Development and validation of a case definition to estimate the prevalence and incidence of cirrhosis in pan-Canadian primary care databases

Can Liver J. 2023 Dec 20;6(4):375-387. doi: 10.3138/canlivj-2023-0002. eCollection 2023 Dec.

Abstract

Aims: To develop and validate case definitions to identify patients with cirrhosis and alcohol-related cirrhosis using primary care electronic medical records (EMRs) and to estimate cirrhosis prevalence and incidence in pan-Canadian primary care databases, between 2011 and 2019.

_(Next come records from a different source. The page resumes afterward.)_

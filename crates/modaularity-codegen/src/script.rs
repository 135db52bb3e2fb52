//! Script analysis and the method wrapper synthesized around a script.
//!
//! A script's top-level `param name: Type = default;` declarations become
//! the wrapper method's parameters, in declaration order, and are removed
//! from the body. The return type is inferred from the first `return`
//! expression; a script without one produces a method returning nothing.

use std::collections::{HashMap, HashSet};
use std::sync::Arc;

use modaularity_core::{Binary, ModuleError, ParameterSignature, Result};

use crate::syntax::ast::{BinaryOp, Block, Expr, Literal, Stmt, TypeExpr, UnaryOp};
use crate::syntax::parse_script;
use crate::wrapper::{SourceWriter, WrapperNames};

const PRIMITIVES: &[&str] = &[
    "i8", "i16", "i32", "i64", "i128", "isize", "u8", "u16", "u32", "u64", "u128", "usize", "f32",
    "f64", "bool", "char", "String",
];

/// Generic containers and their arity.
const CONTAINERS: &[(&str, usize)] = &[("Vec", 1), ("Option", 1), ("Box", 1), ("HashSet", 1), ("HashMap", 2)];

/// Types a script may take as parameters or return.
#[derive(Debug, Clone)]
pub struct KnownTypes {
    names: HashSet<String>,
}

impl KnownTypes {
    pub fn builtin() -> Self {
        Self {
            names: PRIMITIVES.iter().map(|name| name.to_string()).collect(),
        }
    }

    /// Built-in types plus every public type of `references`, by full and
    /// short name.
    pub fn with_references(references: &[Arc<Binary>]) -> Self {
        let mut known = Self::builtin();
        for binary in references {
            for descriptor in binary.types().iter().filter(|t| t.is_public) {
                known.names.insert(descriptor.full_name());
                known.names.insert(descriptor.name.clone());
            }
        }
        known
    }

    pub fn contains(&self, ty: &TypeExpr) -> bool {
        match ty {
            TypeExpr::Path { segments, args } => {
                let name = match segments.first().map(String::as_str) {
                    Some("std") => segments.last().cloned().unwrap_or_default(),
                    _ => segments.join("::"),
                };
                if let Some((_, arity)) = CONTAINERS.iter().find(|(container, _)| *container == name) {
                    return args.len() == *arity && args.iter().all(|arg| self.contains(arg));
                }
                args.is_empty() && self.names.contains(&name)
            }
            TypeExpr::Ref { inner, .. } => match inner.as_ref() {
                TypeExpr::Path { segments, args } if args.is_empty() && segments.len() == 1 && segments[0] == "str" => true,
                TypeExpr::Slice(element) => self.contains(element),
                other => self.contains(other),
            },
            TypeExpr::Array(element, _) => self.contains(element),
            TypeExpr::Tuple(_) | TypeExpr::Slice(_) => false,
        }
    }
}

impl Default for KnownTypes {
    fn default() -> Self {
        Self::builtin()
    }
}

/// What the wrapper method needs to know about a script.
#[derive(Debug, Clone, PartialEq, Eq)]
pub struct ScriptAnalysis {
    pub parameters: Vec<ParameterSignature>,
    /// `None` when the script returns nothing.
    pub return_type: Option<String>,
    /// The script without its parameter declarations.
    pub body: String,
}

/// Analyze a script.
///
/// Parse failures and unsupported parameter or return types are
/// `InvalidSource` errors carrying the script.
pub fn analyze(source: &str, known: &KnownTypes) -> Result<ScriptAnalysis> {
    let script = parse_script(source).map_err(|e| ModuleError::invalid_source(format!("syntax error: {}", e), source))?;

    let mut inference = Inference::default();
    let mut parameters = Vec::with_capacity(script.params.len());
    for param in &script.params {
        if inference.bindings.contains_key(&param.name) {
            return Err(ModuleError::invalid_source(
                format!("parameter `{}` is declared more than once", param.name),
                source,
            ));
        }
        if !known.contains(&param.ty) {
            return Err(ModuleError::invalid_source(
                format!("`{}` is not a supported type for parameter `{}`", param.ty, param.name),
                source,
            ));
        }
        inference.bindings.insert(param.name.clone(), Some(param.ty.clone()));
        parameters.push(ParameterSignature::new(param.name.clone(), param.ty.to_string()));
    }

    let return_type = match inference.find_return(&script.body) {
        Some(Some(expr)) => {
            let ty = inference
                .infer(expr)
                .map_err(|reason| ModuleError::invalid_source(format!("cannot infer the return type: {}", reason), source))?;
            if ty.is_unit() {
                None
            } else if known.contains(&ty) {
                Some(ty.to_string())
            } else {
                return Err(ModuleError::invalid_source(
                    format!("`{}` is not a supported script result type", ty),
                    source,
                ));
            }
        }
        Some(None) | None => None,
    };

    let mut body = String::with_capacity(source.len());
    let mut cursor = 0;
    for param in &script.params {
        body.push_str(&source[cursor..param.start]);
        cursor = param.end;
    }
    body.push_str(&source[cursor..]);

    Ok(ScriptAnalysis {
        parameters,
        return_type,
        body: body.trim().to_string(),
    })
}

/// Source of the wrapper type holding the script as one method.
pub fn wrap(analysis: &ScriptAnalysis, names: &WrapperNames, returns_future: bool, imports: &[String]) -> String {
    let type_name = names.resolved_type_name();
    let parameters: Vec<String> = analysis
        .parameters
        .iter()
        .map(|p| format!("{}: {}", p.name, p.type_name))
        .collect();

    let mut signature = format!(
        "pub {}fn {}({})",
        if returns_future { "async " } else { "" },
        names.resolved_method(),
        parameters.join(", ")
    );
    if let Some(return_type) = &analysis.return_type {
        signature.push_str(&format!(" -> {}", return_type));
    }

    let mut writer = SourceWriter::new();
    writer.imports(imports);
    let opened = writer.open_namespace(&names.resolved_namespace());
    writer.line(format!("pub struct {};", type_name)).blank();
    writer
        .open(format!("impl {}", type_name))
        .open(signature)
        .line(&analysis.body)
        .close()
        .close();
    for _ in 0..opened {
        writer.close();
    }
    writer.finish()
}

/// Best-effort static typing of script expressions.
#[derive(Default)]
struct Inference {
    /// `None` for bindings whose type could not be inferred.
    bindings: HashMap<String, Option<TypeExpr>>,
}

impl Inference {
    /// The first `return` in document order, recording bindings on the way.
    fn find_return<'b>(&mut self, block: &'b Block) -> Option<Option<&'b Expr>> {
        for stmt in block {
            match stmt {
                Stmt::Let { name, ty, init, .. } => {
                    let inferred = ty.clone().or_else(|| init.as_ref().and_then(|e| self.infer(e).ok()));
                    self.bindings.insert(name.clone(), inferred);
                }
                Stmt::Return(value) => return Some(value.as_ref()),
                Stmt::If {
                    then_block,
                    else_block,
                    ..
                } => {
                    if let Some(found) = self.find_return(then_block) {
                        return Some(found);
                    }
                    if let Some(found) = else_block.as_ref().and_then(|block| self.find_return(block)) {
                        return Some(found);
                    }
                }
                Stmt::For { binding, iter, body } => {
                    let element = match iter {
                        Expr::Range { start: Some(start), .. } => self.infer(start).ok(),
                        _ => None,
                    };
                    self.bindings.insert(binding.clone(), element);
                    if let Some(found) = self.find_return(body) {
                        return Some(found);
                    }
                }
                Stmt::While { body, .. } | Stmt::Loop(body) | Stmt::Block(body) => {
                    if let Some(found) = self.find_return(body) {
                        return Some(found);
                    }
                }
                Stmt::Expr(_) | Stmt::Break | Stmt::Continue => {}
            }
        }
        None
    }

    fn infer(&self, expr: &Expr) -> std::result::Result<TypeExpr, String> {
        match expr {
            Expr::Lit(literal) => Ok(match literal {
                Literal::Int { suffix, .. } => TypeExpr::named(suffix.as_deref().unwrap_or("i32")),
                Literal::Float { suffix, .. } => TypeExpr::named(suffix.as_deref().unwrap_or("f64")),
                Literal::Str(_) => TypeExpr::reference(TypeExpr::named("str")),
                Literal::Char(_) => TypeExpr::named("char"),
                Literal::Bool(_) => TypeExpr::named("bool"),
            }),
            Expr::Path(path) if path.len() == 1 => match self.bindings.get(&path[0]) {
                Some(Some(ty)) => Ok(ty.clone()),
                Some(None) => Err(format!("the type of `{}` is unknown", path[0])),
                None => Err(format!("cannot find value `{}`", path[0])),
            },
            Expr::Path(path) => Err(format!("unsupported path `{}`", path.join("::"))),
            Expr::Paren(inner) => self.infer(inner),
            Expr::Unary { op, expr } => {
                let ty = self.infer(expr)?;
                match op {
                    UnaryOp::Neg | UnaryOp::Not => Ok(ty),
                    UnaryOp::Ref => Ok(TypeExpr::reference(ty)),
                    UnaryOp::RefMut => Ok(TypeExpr::Ref {
                        mutable: true,
                        lifetime: None,
                        inner: Box::new(ty),
                    }),
                    UnaryOp::Deref => match ty {
                        TypeExpr::Ref { inner, .. } => Ok(*inner),
                        other => Err(format!("`{}` cannot be dereferenced", other)),
                    },
                }
            }
            Expr::Binary { op, lhs, rhs } => {
                if op.is_comparison() || op.is_logical() {
                    return Ok(TypeExpr::named("bool"));
                }
                let left = self.infer(lhs)?;
                if *op == BinaryOp::Add && left.dereferenced().last_segment() == Some("String") {
                    return Ok(TypeExpr::named("String"));
                }
                if is_untyped_number(lhs) {
                    return self.infer(rhs);
                }
                Ok(left)
            }
            Expr::Assign { .. } => Ok(TypeExpr::Tuple(Vec::new())),
            Expr::Call { callee, .. } => match callee.as_ref() {
                Expr::Path(path) if path.len() == 2 && path[0] == "String" => match path[1].as_str() {
                    "from" | "new" | "with_capacity" => Ok(TypeExpr::named("String")),
                    other => Err(format!("cannot infer the result of `String::{}`", other)),
                },
                Expr::Path(path) => Err(format!("cannot infer the result of `{}`", path.join("::"))),
                _ => Err("cannot infer the result of a computed call".to_string()),
            },
            Expr::MethodCall { receiver, method, .. } => self.infer_method(receiver, method),
            Expr::Index { base, .. } => match self.infer(base)?.dereferenced() {
                TypeExpr::Path { segments, args } if segments.last().map(String::as_str) == Some("Vec") && args.len() == 1 => {
                    Ok(args[0].clone())
                }
                TypeExpr::Array(element, _) | TypeExpr::Slice(element) => Ok(element.as_ref().clone()),
                other => Err(format!("`{}` cannot be indexed", other)),
            },
            Expr::Cast { ty, .. } => Ok(ty.clone()),
            Expr::Macro { name, args } => match name.as_str() {
                "format" => Ok(TypeExpr::named("String")),
                "vec" => match args.first() {
                    Some(first) => Ok(TypeExpr::generic("Vec", vec![self.infer(first)?])),
                    None => Err("cannot infer the element type of an empty `vec![]`".to_string()),
                },
                "println" | "print" | "eprintln" | "eprint" | "assert" | "assert_eq" | "assert_ne" => {
                    Ok(TypeExpr::Tuple(Vec::new()))
                }
                other => Err(format!("cannot infer the result of `{}!`", other)),
            },
            Expr::Tuple(items) => Ok(TypeExpr::Tuple(
                items.iter().map(|item| self.infer(item)).collect::<std::result::Result<_, _>>()?,
            )),
            Expr::Array(items) => match items.first() {
                Some(first) => Ok(TypeExpr::Array(Box::new(self.infer(first)?), items.len() as u128)),
                None => Err("cannot infer the element type of an empty array".to_string()),
            },
            Expr::Struct { path, .. } => Ok(TypeExpr::Path {
                segments: path.clone(),
                args: Vec::new(),
            }),
            Expr::Field { name, .. } => Err(format!("cannot infer the type of field `{}`", name)),
            Expr::Range { .. } => Err("ranges are not supported results".to_string()),
            Expr::Try(_) => Err("`?` is not supported in scripts".to_string()),
            Expr::Await(_) => Err("`.await` results cannot be inferred".to_string()),
        }
    }

    fn infer_method(&self, receiver: &Expr, method: &str) -> std::result::Result<TypeExpr, String> {
        let receiver_ty = self.infer(receiver)?;
        let base = receiver_ty.dereferenced().clone();
        let is_str = base.last_segment() == Some("str");

        let ty = match method {
            "to_string" | "to_uppercase" | "to_lowercase" | "repeat" | "replace" | "join" => TypeExpr::named("String"),
            "to_owned" if is_str => TypeExpr::named("String"),
            "to_owned" | "clone" => base,
            "trim" | "trim_start" | "trim_end" | "as_str" => TypeExpr::reference(TypeExpr::named("str")),
            "len" | "count" | "capacity" => TypeExpr::named("usize"),
            "is_empty" | "contains" | "starts_with" | "ends_with" | "is_some" | "is_none" | "is_ok"
            | "is_err" | "eq" | "ne" => TypeExpr::named("bool"),
            "abs" | "pow" | "min" | "max" | "sqrt" | "floor" | "ceil" | "round" | "signum"
            | "wrapping_add" | "wrapping_sub" | "wrapping_mul" | "saturating_add" | "saturating_sub"
            | "saturating_mul" => base,
            "unwrap" | "expect" | "unwrap_or" | "unwrap_or_default" => match &base {
                TypeExpr::Path { segments, args }
                    if matches!(segments.last().map(String::as_str), Some("Option" | "Result")) && !args.is_empty() =>
                {
                    args[0].clone()
                }
                other => return Err(format!("`.{}()` is not available on `{}`", method, other)),
            },
            other => return Err(format!("cannot infer the result of `.{}()`", other)),
        };
        Ok(ty)
    }
}

fn is_untyped_number(expr: &Expr) -> bool {
    matches!(
        expr,
        Expr::Lit(Literal::Int { suffix: None, .. }) | Expr::Lit(Literal::Float { suffix: None, .. })
    )
}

Methods: A total of 689,301 adult patients were included with ≥1 visit to a primary care provider within the Canadian Primary Care Sentinel Study Network between January 1, 2017, and December 31, 2018. A subsample of 17,440 patients was used to validate the case definitions. Sensitivity, specificity, predictive values were calculated with their 95% CIs and then determined the population-level prevalence and incidence trends with the most accurate case definition.

Results: The most accurate case definition included: ≥1 health condition, billing, or encounter diagnosis for International Classification of Diseases, Ninth Revision codes 571.2, 571.5, 789.59, or 571. Sensitivity (84.6; 95% CI 83.1%-86.%), specificity (99.3; 95% CI 99.1%-99.4%), positive predictive values (94.8; 95% CI 93.9%-95.7%), and negative predictive values (97.5; 95% CI 97.3%-97.7%). Application of this definition to the overall population resulted in a crude prevalence estimate of (0.46%; 95% CI 0.45%-0.48%). Annual incidence of patients with a clinical diagnosis of cirrhosis nearly doubled between 2011 (0.05%; 95% CI 0.04%-0.06%) and 2019 to (0.09%; 95% CI 0.08%-0.09%).

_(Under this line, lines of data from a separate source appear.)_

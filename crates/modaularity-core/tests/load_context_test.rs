//! Loading context resolution policy tests.

mod common;

use std::path::Path;
use std::sync::Arc;

use common::{contracts_image, isolated_host, json_image, load_options, plugin_image, write_binary};
use modaularity_core::{
    CriteriaBuilder, HostBinaryPolicy, HostEnvironment, LoadContext, ResolutionSource,
    RuntimeHint, TypeFinder, TypeRef,
};

fn version(major: u64) -> semver::Version {
    semver::Version::new(major, 0, 0)
}

/// `<root>/<name>/` holding the plugin, `Json` at `json_major` and
/// `Contracts`.
fn plugin_dir(root: &Path, name: &str, json_major: u64) -> std::path::PathBuf {
    let dir = root.join(name);
    std::fs::create_dir_all(&dir).unwrap();
    write_binary(&dir, &json_image(version(json_major)));
    write_binary(&dir, &contracts_image());
    write_binary(&dir, &plugin_image(name))
}

/// Host that has already loaded `Json` at `major`.
fn host_with_json(root: &Path, major: u64) -> Arc<HostEnvironment> {
    let host = isolated_host(root);
    let path = write_binary(host.base_dir(), &json_image(version(major)));
    host.load_from_path(&path).unwrap();
    host
}

#[test]
fn test_never_ignores_host_binaries() {
    let root = tempfile::tempdir().unwrap();
    let host = host_with_json(root.path(), 1);
    let plugin = plugin_dir(root.path(), "Plugin", 2);

    let context = LoadContext::new(
        &plugin,
        load_options(Arc::clone(&host)).with_policy(HostBinaryPolicy::Never),
    );
    context.load().unwrap();

    let json = context.resolve("Json").unwrap().unwrap();
    assert_eq!(json.source, ResolutionSource::Closure);
    assert_eq!(json.binary.version(), Some(&version(2)));
    assert_eq!(json.binary.context(), Some(context.id()));
    assert!(!Arc::ptr_eq(&json.binary, &host.loaded("Json").unwrap()));
}

#[test]
fn test_always_uses_host_without_touching_closure() {
    let root = tempfile::tempdir().unwrap();
    let host = host_with_json(root.path(), 1);
    let plugin = plugin_dir(root.path(), "Plugin", 2);

    // A broken closure copy would fail the request if it were read.
    std::fs::write(plugin.parent().unwrap().join("Json.modb"), "corrupt").unwrap();

    let context = LoadContext::new(&plugin, load_options(Arc::clone(&host)));
    context.load().unwrap();

    let json = context.resolve("json").unwrap().unwrap();
    assert_eq!(json.source, ResolutionSource::Host);
    assert!(Arc::ptr_eq(&json.binary, &host.loaded("Json").unwrap()));
    assert_eq!(context.loaded_binaries().len(), 1);
}

#[test]
fn test_selected_only_shares_listed_binaries() {
    let root = tempfile::tempdir().unwrap();
    let host = host_with_json(root.path(), 1);
    write_binary(host.base_dir(), &contracts_image());
    let plugin = plugin_dir(root.path(), "Plugin", 2);

    let context = LoadContext::new(
        &plugin,
        load_options(Arc::clone(&host))
            .with_policy(HostBinaryPolicy::Selected)
            .with_host_binary("CONTRACTS"),
    );
    context.load().unwrap();

    assert_eq!(context.resolve("Contracts").unwrap().unwrap().source, ResolutionSource::Host);
    let json = context.resolve("Json").unwrap().unwrap();
    assert_eq!(json.source, ResolutionSource::Closure);
    assert_eq!(json.binary.version(), Some(&version(2)));
}

#[test]
fn test_prefer_module_falls_back_to_host() {
    let root = tempfile::tempdir().unwrap();
    let host = host_with_json(root.path(), 1);
    let plugin = plugin_dir(root.path(), "Plugin", 2);
    std::fs::remove_file(plugin.parent().unwrap().join("Json.modb")).unwrap();

    let context = LoadContext::new(
        &plugin,
        load_options(Arc::clone(&host)).with_policy(HostBinaryPolicy::PreferModule),
    );
    context.load().unwrap();

    assert_eq!(context.resolve("Contracts").unwrap().unwrap().source, ResolutionSource::Closure);
    let json = context.resolve("Json").unwrap().unwrap();
    assert_eq!(json.source, ResolutionSource::Host);
    assert_eq!(json.binary.version(), Some(&version(1)));
}

#[test]
fn test_hints_win_over_closure() {
    let root = tempfile::tempdir().unwrap();
    let host = isolated_host(root.path());
    let plugin = plugin_dir(root.path(), "Plugin", 2);

    let hinted_dir = root.path().join("packages");
    std::fs::create_dir_all(&hinted_dir).unwrap();
    let hinted = write_binary(&hinted_dir, &json_image(version(3)));

    let context = LoadContext::new(
        &plugin,
        load_options(host)
            .with_policy(HostBinaryPolicy::Never)
            .with_runtime_hint(RuntimeHint::new("json.modb", root.path().join("wrong-case.modb"), false))
            .with_runtime_hint(RuntimeHint::new("Json.modb", &hinted, false)),
    );
    context.load().unwrap();

    let json = context.resolve("Json").unwrap().unwrap();
    assert_eq!(json.source, ResolutionSource::Hint);
    assert_eq!(json.binary.path(), Some(hinted.as_path()));
}

#[test]
fn test_additional_runtime_paths_are_searched_recursively() {
    let root = tempfile::tempdir().unwrap();
    let host = isolated_host(root.path());

    let module_dir = root.path().join("plugin");
    std::fs::create_dir_all(&module_dir).unwrap();
    let plugin = write_binary(&module_dir, &plugin_image("Plugin"));

    let shared = root.path().join("shared");
    std::fs::create_dir_all(shared.join("deep")).unwrap();
    write_binary(&shared.join("deep"), &json_image(version(4)));

    let context = LoadContext::new(
        &plugin,
        load_options(host)
            .with_policy(HostBinaryPolicy::Never)
            .with_additional_runtime_path(&shared),
    );
    context.load().unwrap();

    let json = context.resolve("Json").unwrap().unwrap();
    assert_eq!(json.source, ResolutionSource::RuntimePath);
    assert_eq!(json.binary.version(), Some(&version(4)));

    assert!(context.resolve("Contracts").unwrap().is_none());
}

#[test]
fn test_conflicting_versions_stay_isolated() {
    let root = tempfile::tempdir().unwrap();
    let host = isolated_host(root.path());
    let first = plugin_dir(root.path(), "First", 1);
    let second = plugin_dir(root.path(), "Second", 2);

    let options = load_options(host).with_policy(HostBinaryPolicy::Never);
    let first = LoadContext::new(&first, options.clone());
    let second = LoadContext::new(&second, options);
    first.load().unwrap();
    second.load().unwrap();

    let first_json = first.resolve("Json").unwrap().unwrap();
    let second_json = second.resolve("Json").unwrap().unwrap();
    assert_eq!(first_json.binary.version(), Some(&version(1)));
    assert_eq!(second_json.binary.version(), Some(&version(2)));
    assert_ne!(first_json.binary.context(), second_json.binary.context());

    // Cached per context.
    let again = first.resolve("JSON").unwrap().unwrap();
    assert!(Arc::ptr_eq(&first_json.binary, &again.binary));
}

#[test]
fn test_criteria_resolve_through_the_context() {
    let root = tempfile::tempdir().unwrap();
    let host = isolated_host(root.path());
    let plugin = plugin_dir(root.path(), "Plugin", 2);

    let context = LoadContext::new(&plugin, load_options(host).with_policy(HostBinaryPolicy::Never));
    let binary = context.load().unwrap();

    let criteria = CriteriaBuilder::new()
        .implements(TypeRef::new("Contracts", "contracts::IPlugin"))
        .build();
    let found = TypeFinder::new().find(Some(&criteria), &binary, &context).unwrap();
    assert_eq!(found.len(), 1);
    assert_eq!(found[0].full_name(), "plugin::Plugin");

    let missing = CriteriaBuilder::new()
        .implements(TypeRef::new("Absent", "absent::IThing"))
        .build();
    assert!(TypeFinder::new().find(Some(&missing), &binary, &context).unwrap().is_empty());
}

#[test]
fn test_unreadable_dependency_surfaces_as_error() {
    let root = tempfile::tempdir().unwrap();
    let host = isolated_host(root.path());
    let plugin = plugin_dir(root.path(), "Plugin", 2);
    std::fs::write(plugin.parent().unwrap().join("Json.modb"), "corrupt").unwrap();

    let context = LoadContext::new(&plugin, load_options(host).with_policy(HostBinaryPolicy::Never));
    context.load().unwrap();
    assert!(context.resolve("Json").is_err());
}

#[test]
fn test_corrupt_closure_copy_does_not_fall_back_to_host() {
    let root = tempfile::tempdir().unwrap();
    let host = host_with_json(root.path(), 1);
    let plugin = plugin_dir(root.path(), "Plugin", 2);
    std::fs::write(plugin.parent().unwrap().join("Json.modb"), "corrupt").unwrap();

    let context = LoadContext::new(
        &plugin,
        load_options(Arc::clone(&host)).with_policy(HostBinaryPolicy::PreferModule),
    );
    context.load().unwrap();

    assert!(context.resolve("Json").is_err());
    assert!(context.loaded_binaries().iter().all(|binary| binary.name() != "Json"));
}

Conclusions: The EMR-based case definition accurately captured patients diagnosed with cirrhosis in primary care. Future work to characterize patients with cirrhosis and their primary care experiences can support improvements in identification and management in primary care settings.

Keywords: alcohol-related cirrhosis; algorithm; electronic medical records.

Grants and funding

This study is supported by Advanced Analytics Grant from IBM and Canadian Institute for Military and Veteran Health Research.